Diminuiu o trote e parou. Se o silêncio mortal do qual falam os livros existe, era esse. Um silêncio de nada, um silêncio de ausência de sons que deveriam estar ali, sons de coisas, de gentes e de bichos. Certo que chegara atrasado e o pior já acontecera, possibilidade que supôs ao ler a carta enviada por seu Antônio, semanas antes. Apeou, amarrou a montaria e parou na frente da casa. Não achou necessário entrar. Deu a volta pela lateral e, na velha figueira nos fundos, viu o seu velho pai lá, pendurado. Isso não estava certo, assim como não estava certo o pai iniciar uma contenda com os vizinhos por motivo tão fútil que resultou em desfecho tão trágico. As pessoas são muito tolas. O pai já era bem velho para saber disso, mas também bem velho para esquecer. Olhou demoradamente para o corpo e, depois, em volta. Uns setecentos metros adiante, na entrada do rancho lindeiro, lá estavam os cinco, parados, olhando-o. Por certo aguardavam sua reação. Ela não aconteceria.

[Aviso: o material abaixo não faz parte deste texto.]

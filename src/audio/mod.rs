//! Audio Module
//!
//! PCM format description and RIFF/WAVE container encoding.

pub mod format;
pub mod wav;

pub use format::{PcmFormat, BITS_PER_SAMPLE, SPEECH_CHANNELS, SPEECH_SAMPLE_RATE};
pub use wav::{encode, encode_strict, encode_with, write_header, WavInfo, WAV_HEADER_LEN};
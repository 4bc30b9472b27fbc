//! PCM format descriptor

use crate::error::{PcmWavError, Result};

/// Bit depth carried by every buffer this crate handles.
pub const BITS_PER_SAMPLE: u16 = 16;

/// Bytes in one 16-bit sample.
pub const BYTES_PER_SAMPLE: u16 = BITS_PER_SAMPLE / 8;

/// Sample rate of the speech endpoint's PCM responses.
pub const SPEECH_SAMPLE_RATE: u32 = 24000;

/// Channel count of the speech endpoint's PCM responses.
pub const SPEECH_CHANNELS: u16 = 1;

/// Interleaved 16-bit little-endian PCM layout.
#[derive(Debug, Clone, Copy, PartialEq, Eq)]
pub struct PcmFormat {
    pub sample_rate: u32,
    pub channels: u16,
}

impl PcmFormat {
    pub fn new(sample_rate: u32, channels: u16) -> Self {
        Self { sample_rate, channels }
    }

    /// 24 kHz mono, as returned by the text-to-speech endpoint.
    pub fn speech() -> Self {
        Self::new(SPEECH_SAMPLE_RATE, SPEECH_CHANNELS)
    }

    pub fn bits_per_sample(&self) -> u16 {
        BITS_PER_SAMPLE
    }

    /// Bytes per frame across all channels.
    pub fn block_align(&self) -> u16 {
        self.channels.wrapping_mul(BYTES_PER_SAMPLE)
    }

    /// Bytes of payload per second of playback.
    pub fn byte_rate(&self) -> u32 {
        self.sample_rate.wrapping_mul(self.block_align() as u32)
    }

    pub fn validate(&self) -> Result<()> {
        if self.sample_rate == 0 {
            return Err(PcmWavError::audio("Sample rate cannot be 0"));
        }

        if self.channels == 0 {
            return Err(PcmWavError::audio("Channel count cannot be 0"));
        }

        Ok(())
    }

    pub fn is_frame_aligned(&self, payload_len: usize) -> bool {
        match self.block_align() {
            0 => payload_len == 0,
            align => payload_len % align as usize == 0,
        }
    }

    /// Number of complete frames in a payload; a trailing partial frame is not counted.
    pub fn frame_count(&self, payload_len: usize) -> usize {
        match self.block_align() {
            0 => 0,
            align => payload_len / align as usize,
        }
    }

    pub fn duration_secs(&self, payload_len: usize) -> f64 {
        match self.byte_rate() {
            0 => 0.0,
            rate => payload_len as f64 / rate as f64,
        }
    }
}

impl Default for PcmFormat {
    fn default() -> Self {
        Self::speech()
    }
}

impl std::fmt::Display for PcmFormat {
    fn fmt(&self, f: &mut std::fmt::Formatter<'_>) -> std::fmt::Result {
        write!(f, "{}Hz, {}ch, {}-bit", self.sample_rate, self.channels, BITS_PER_SAMPLE)
    }
}
// crates/logging/src/sink.rs
use std::fs::File;
use std::io;

use tracing::{Level, Metadata};
use tracing_subscriber::fmt::writer::{EitherWriter, MakeWriter};

use crate::flags::StderrMode;

/// Console writer routing events to stderr according to [`StderrMode`].
pub(crate) struct LogWriter {
    pub(crate) mode: StderrMode,
}

impl<'a> MakeWriter<'a> for LogWriter {
    type Writer = EitherWriter<io::Stderr, io::Sink>;

    fn make_writer(&'a self) -> Self::Writer {
        match self.mode {
            StderrMode::Off => EitherWriter::B(io::sink()),
            StderrMode::Errors | StderrMode::All => EitherWriter::A(io::stderr()),
        }
    }

    fn make_writer_for(&'a self, meta: &Metadata<'_>) -> Self::Writer {
        match self.mode {
            StderrMode::All => EitherWriter::A(io::stderr()),
            StderrMode::Errors if *meta.level() <= Level::WARN => EitherWriter::A(io::stderr()),
            StderrMode::Errors | StderrMode::Off => EitherWriter::B(io::sink()),
        }
    }
}

/// Append-only log file. Each event is written with a single unbuffered
/// `write`, so lines from forked children interleave whole.
pub(crate) struct FileWriter {
    pub(crate) file: File,
}

impl<'a> MakeWriter<'a> for FileWriter {
    type Writer = &'a File;

    fn make_writer(&'a self) -> Self::Writer {
        &self.file
    }
}
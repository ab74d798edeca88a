// src/bin/auth-script-host.rs
//! Minimal host: opens the plugin, delivers one event and prints the status.

use std::path::PathBuf;

use auth_script::{Environment, EventType, MIN_STRUCT_VERSION, Plugin, PluginConfig, Status};
use clap::{ArgAction, Parser};
use logging::{LogFormat, StderrMode};

#[derive(Parser, Debug)]
#[command(name = "auth-script-host", version)]
#[command(about = "Run a verification command through the auth-script plugin", long_about = None)]
struct Opts {
    /// add KEY=VALUE to the command's environment
    #[arg(long = "env", value_name = "KEY=VALUE", value_parser = parse_env_entry, help_heading = "Environment")]
    env: Vec<(String, String)>,
    /// start from this process's environment instead of an empty one
    #[arg(long, help_heading = "Environment")]
    inherit_env: bool,
    /// event delivered to the plugin
    #[arg(long, value_enum, default_value = "auth-user-pass-verify")]
    event: EventType,
    #[arg(long = "log-format", value_enum, default_value = "text", help_heading = "Output")]
    log_format: LogFormat,
    #[arg(short, long, action = ArgAction::Count, help_heading = "Output")]
    verbose: u8,
    #[arg(short, long, help_heading = "Output")]
    quiet: bool,
    #[arg(long = "log-file", value_name = "FILE", help_heading = "Output")]
    log_file: Option<PathBuf>,
    #[arg(long, help_heading = "Output")]
    syslog: bool,
    #[arg(long, help_heading = "Output")]
    timestamps: bool,
    /// verification command and its arguments
    #[arg(last = true, value_name = "COMMAND")]
    command: Vec<String>,
}

fn parse_env_entry(s: &str) -> Result<(String, String), String> {
    match s.split_once('=') {
        Some((key, _)) if key.is_empty() => Err("empty variable name".to_string()),
        Some((key, value)) => Ok((key.to_string(), value.to_string())),
        None => Err(format!("expected KEY=VALUE, got `{s}`")),
    }
}

fn main() {
    let opts = Opts::parse();
    let cfg = PluginConfig::builder()
        .log_format(opts.log_format)
        .verbose(opts.verbose)
        .quiet(opts.quiet)
        .stderr(StderrMode::All)
        .log_file(opts.log_file.map(|path| (path, None)))
        .syslog(opts.syslog)
        .timestamps(opts.timestamps)
        .build();

    let args = std::iter::once(env!("CARGO_BIN_NAME").to_string()).chain(opts.command);
    let opened = match Plugin::open_with_config(MIN_STRUCT_VERSION, args, &cfg) {
        Ok(opened) => opened,
        Err(e) => {
            eprintln!("{e}");
            std::process::exit(2);
        }
    };

    let mut env = if opts.inherit_env {
        Environment::from_current()
    } else {
        Environment::new()
    };
    for (key, value) in &opts.env {
        env.insert(key, value);
    }

    let status = opened.plugin.invoke(MIN_STRUCT_VERSION, opts.event, &env);
    println!("{}", status.as_str());
    opened.plugin.close();
    std::process::exit(if status == Status::Error { 1 } else { 0 });
}
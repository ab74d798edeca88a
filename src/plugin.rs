// src/plugin.rs
//! Host-facing plugin lifecycle: `open`, `invoke`, `close`.

use std::io;

use clap::ValueEnum;
use dispatch::{ConfigError, Dispatcher, Environment, Fork, LaunchContext, SystemFork};
use thiserror::Error;
use tracing::{Dispatch, debug, dispatcher, error, info};

use crate::config::PluginConfig;

/// Component name attached to every log line.
pub const PLUGIN_NAME: &str = "auth-script";

/// Oldest plugin API version this plugin can be loaded by.
pub const MIN_PLUGIN_VERSION: i32 = 3;

/// Oldest layout of the open/invoke argument structures that is accepted.
pub const MIN_STRUCT_VERSION: i32 = 5;

const VERSION: &str = env!("CARGO_PKG_VERSION");
const BUILD_REVISION: &str = match option_env!("BUILD_REVISION") {
    Some(v) => v,
    None => "unknown",
};
const BUILD_TIME: &str = match option_env!("BUILD_TIME") {
    Some(v) => v,
    None => "unknown",
};

/// Events a host can deliver to a plugin.
#[derive(Clone, Copy, Debug, Eq, PartialEq, Hash, ValueEnum)]
#[clap(rename_all = "kebab-case")]
pub enum EventType {
    Up,
    Down,
    RouteUp,
    IpChange,
    TlsVerify,
    AuthUserPassVerify,
    ClientConnect,
    ClientDisconnect,
    LearnAddress,
    ClientConnectV2,
    TlsFinal,
    RoutePredown,
    ClientConnectDefer,
    ClientConnectDeferV2,
    ClientCrresponse,
}

impl EventType {
    pub const fn code(self) -> u32 {
        match self {
            EventType::Up => 0,
            EventType::Down => 1,
            EventType::RouteUp => 2,
            EventType::IpChange => 3,
            EventType::TlsVerify => 4,
            EventType::AuthUserPassVerify => 5,
            EventType::ClientConnect => 6,
            EventType::ClientDisconnect => 7,
            EventType::LearnAddress => 8,
            EventType::ClientConnectV2 => 9,
            EventType::TlsFinal => 10,
            EventType::RoutePredown => 12,
            EventType::ClientConnectDefer => 13,
            EventType::ClientConnectDeferV2 => 14,
            EventType::ClientCrresponse => 15,
        }
    }

    pub const fn mask(self) -> u32 {
        1 << self.code()
    }
}

/// What `invoke` tells the host.
#[derive(Clone, Copy, Debug, Eq, PartialEq)]
pub enum Status {
    /// The event is not one this plugin handles.
    Success,
    Error,
    /// The command was launched; the verdict arrives out of band.
    Deferred,
}

impl Status {
    pub const fn code(self) -> i32 {
        match self {
            Status::Success => 0,
            Status::Error => 1,
            Status::Deferred => 2,
        }
    }

    pub const fn as_str(self) -> &'static str {
        match self {
            Status::Success => "success",
            Status::Error => "error",
            Status::Deferred => "deferred",
        }
    }
}

#[derive(Debug, Error)]
pub enum OpenError {
    #[error(transparent)]
    Config(#[from] ConfigError),
    #[error("cannot set up logging: {0}")]
    Logging(#[from] io::Error),
}

/// API version the host must at least speak.
pub const fn min_version_required() -> i32 {
    MIN_PLUGIN_VERSION
}

/// A plugin returned from [`Plugin::open`] together with the events it asks
/// the host to deliver.
#[derive(Debug)]
pub struct Opened<F = SystemFork> {
    pub plugin: Plugin<F>,
    pub type_mask: u32,
}

/// One loaded instance of the plugin. The host owns it, calls
/// [`invoke`](Plugin::invoke) from as many threads as it likes and finally
/// hands it back to [`close`](Plugin::close).
#[derive(Debug)]
pub struct Plugin<F = SystemFork> {
    context: LaunchContext,
    dispatcher: Dispatcher<F>,
}

impl Plugin {
    /// Open the plugin. `args[0]` names the plugin itself, `args[1]` is the
    /// verification command and the rest are passed on to it.
    pub fn open<I, S>(struct_version: i32, args: I, logger: Dispatch) -> Result<Opened, ConfigError>
    where
        I: IntoIterator<Item = S>,
        S: Into<String>,
    {
        dispatcher::with_default(&logger, || {
            debug!("FUNC: open");
            info!("Version: [{VERSION}]");
            info!("Commit Hash: [{BUILD_REVISION}]");
            info!("Build Time: [{BUILD_TIME}]");
            check_struct_version(struct_version)
        })?;

        let context = LaunchContext::from_plugin_args(args, logger)?;
        dispatcher::with_default(context.logger(), || {
            debug!("plugin initialized successfully");
        });
        Ok(Opened {
            plugin: Plugin {
                context,
                dispatcher: Dispatcher::new(),
            },
            type_mask: EventType::AuthUserPassVerify.mask(),
        })
    }

    /// Like [`Plugin::open`], building the logger from `cfg`.
    pub fn open_with_config<I, S>(
        struct_version: i32,
        args: I,
        cfg: &PluginConfig,
    ) -> Result<Opened, OpenError>
    where
        I: IntoIterator<Item = S>,
        S: Into<String>,
    {
        let logger = logging::dispatch(cfg.subscriber_config())?;
        Ok(Self::open(struct_version, args, logger)?)
    }
}

impl<F: Fork> Plugin<F> {
    /// Replace the process-creation primitive used for dispatches.
    pub fn with_fork<G: Fork>(self, fork: G) -> Plugin<G> {
        Plugin {
            context: self.context,
            dispatcher: Dispatcher::with_fork(fork),
        }
    }

    pub fn context(&self) -> &LaunchContext {
        &self.context
    }

    /// Handle one event. Only [`EventType::AuthUserPassVerify`] launches the
    /// command; everything else is acknowledged with [`Status::Success`].
    pub fn invoke(&self, struct_version: i32, event: EventType, env: &Environment) -> Status {
        dispatcher::with_default(self.context.logger(), || {
            debug!("FUNC: invoke");
            if check_struct_version(struct_version).is_err() {
                return Status::Error;
            }
            if event != EventType::AuthUserPassVerify {
                return Status::Success;
            }
            debug!("Handling auth with deferred script");
            match self.dispatcher.dispatch(&self.context, env) {
                Ok(()) => Status::Deferred,
                Err(_) => Status::Error,
            }
        })
    }

    /// Release the plugin. Launched commands are not tracked and keep running.
    pub fn close(self) {
        dispatcher::with_default(self.context.logger(), || debug!("plugin closed"));
    }
}

fn check_struct_version(found: i32) -> Result<(), ConfigError> {
    if found < MIN_STRUCT_VERSION {
        let err = ConfigError::StructVersion {
            found,
            required: MIN_STRUCT_VERSION,
        };
        error!("{err}");
        return Err(err);
    }
    Ok(())
}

Não sentia nada. Dor, tristeza, revolta, raiva, desejo de vingança. Nada. Tudo inútil, agora. Nada mais adiantava, o que já era, já era. "Morreu, enterra, José Carlos" - disse-lhe o pai quando a mãe, doente, faleceu. Foi, então, fazer o certo: baixou o corpo e, com a mesma corda da forca, atou os pés e a esticou até o cavalo, amarrando-a na cela. Montou e tocou adiante. O pai não se importaria mesmo, estava morto e morto não sente mais nada, só fica duro e fede se não é sepultado. Por certo até gostaria de beijar o querido chão do seu rancho, seu orgulho e único amor em vida. Cavalgou a passo por uns três quilômetros, para o lugar onde ele sempre disse que queria ser enterrado. Pegou a pá e começou a cavar. Era o certo a se fazer. Enterrar o pai e ir embora. Era o certo a se fazer.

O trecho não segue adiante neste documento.